------ Records ------

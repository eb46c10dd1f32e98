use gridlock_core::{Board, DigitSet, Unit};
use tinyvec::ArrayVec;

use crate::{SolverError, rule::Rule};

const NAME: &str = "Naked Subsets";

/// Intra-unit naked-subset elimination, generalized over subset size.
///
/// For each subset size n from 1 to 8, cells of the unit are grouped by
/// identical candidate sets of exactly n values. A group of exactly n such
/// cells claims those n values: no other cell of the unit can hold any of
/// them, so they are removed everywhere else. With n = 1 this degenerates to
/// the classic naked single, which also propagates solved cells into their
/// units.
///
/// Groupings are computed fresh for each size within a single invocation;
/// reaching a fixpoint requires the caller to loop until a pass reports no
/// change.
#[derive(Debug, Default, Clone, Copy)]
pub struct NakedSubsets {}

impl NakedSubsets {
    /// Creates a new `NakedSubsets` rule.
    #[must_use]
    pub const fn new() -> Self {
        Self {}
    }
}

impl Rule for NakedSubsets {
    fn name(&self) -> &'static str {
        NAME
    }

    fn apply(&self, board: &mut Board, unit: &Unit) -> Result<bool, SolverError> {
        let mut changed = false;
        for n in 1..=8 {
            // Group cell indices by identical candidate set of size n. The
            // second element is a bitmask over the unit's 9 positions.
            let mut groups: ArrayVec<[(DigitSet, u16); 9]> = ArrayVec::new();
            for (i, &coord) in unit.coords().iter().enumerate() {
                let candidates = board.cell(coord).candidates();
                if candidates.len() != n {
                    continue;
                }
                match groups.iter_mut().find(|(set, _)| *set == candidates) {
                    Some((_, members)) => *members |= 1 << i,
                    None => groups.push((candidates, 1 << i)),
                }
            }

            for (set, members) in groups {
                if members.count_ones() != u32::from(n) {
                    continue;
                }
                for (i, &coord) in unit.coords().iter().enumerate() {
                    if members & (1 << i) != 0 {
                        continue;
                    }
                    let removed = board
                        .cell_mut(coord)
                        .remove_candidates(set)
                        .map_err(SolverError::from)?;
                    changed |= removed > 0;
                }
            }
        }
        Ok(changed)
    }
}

------

- _Aim of the exercise_: The records above need copying again. Keep each word as it is.

- _Result for this task_:
repository eb46c10dd1f32e98
use gridlock_core::{Board, DigitSet, Unit};
use tinyvec::ArrayVec;

use crate::{SolverError, rule::Rule};

const NAME: &str = "Naked Subsets";

/// Intra-unit naked-subset elimination, generalized over subset size.
///
/// For each subset size n from 1 to 8, cells of the unit are grouped by
/// identical candidate sets of exactly n values. A group of exactly n such
/// cells claims those n values: no other cell of the unit can hold any of
/// them, so they are removed everywhere else. With n = 1 this degenerates to
/// the classic naked single, which also propagates solved cells into their
/// units.
///
/// Groupings are computed fresh for each size within a single invocation;
/// reaching a fixpoint requires the caller to loop until a pass reports no
/// change.
#[derive(Debug, Default, Clone, Copy)]
pub struct NakedSubsets {}

impl NakedSubsets {
    /// Creates a new `NakedSubsets` rule.
    #[must_use]
    pub const fn new() -> Self {
        Self {}
    }
}

impl Rule for NakedSubsets {
    fn name(&self) -> &'static str {
        NAME
    }

    fn apply(&self, board: &mut Board, unit: &Unit) -> Result<bool, SolverError> {
        let mut changed = false;
        for n in 1..=8 {
            // Group cell indices by identical candidate set of size n. The
            // second element is a bitmask over the unit's 9 positions.
            let mut groups: ArrayVec<[(DigitSet, u16); 9]> = ArrayVec::new();
            for (i, &coord) in unit.coords().iter().enumerate() {
                let candidates = board.cell(coord).candidates();
                if candidates.len() != n {
                    continue;
                }
                match groups.iter_mut().find(|(set, _)| *set == candidates) {
                    Some((_, members)) => *members |= 1 << i,
                    None => groups.push((candidates, 1 << i)),
                }
            }

            for (set, members) in groups {
                if members.count_ones() != u32::from(n) {
                    continue;
                }
                for (i, &coord) in unit.coords().iter().enumerate() {
                    if members & (1 << i) != 0 {
                        continue;
                    }
                    let removed = board
                        .cell_mut(coord)
                        .remove_candidates(set)
                        .map_err(SolverError::from)?;
                    changed |= removed > 0;
                }
            }
        }
        Ok(changed)
    }
}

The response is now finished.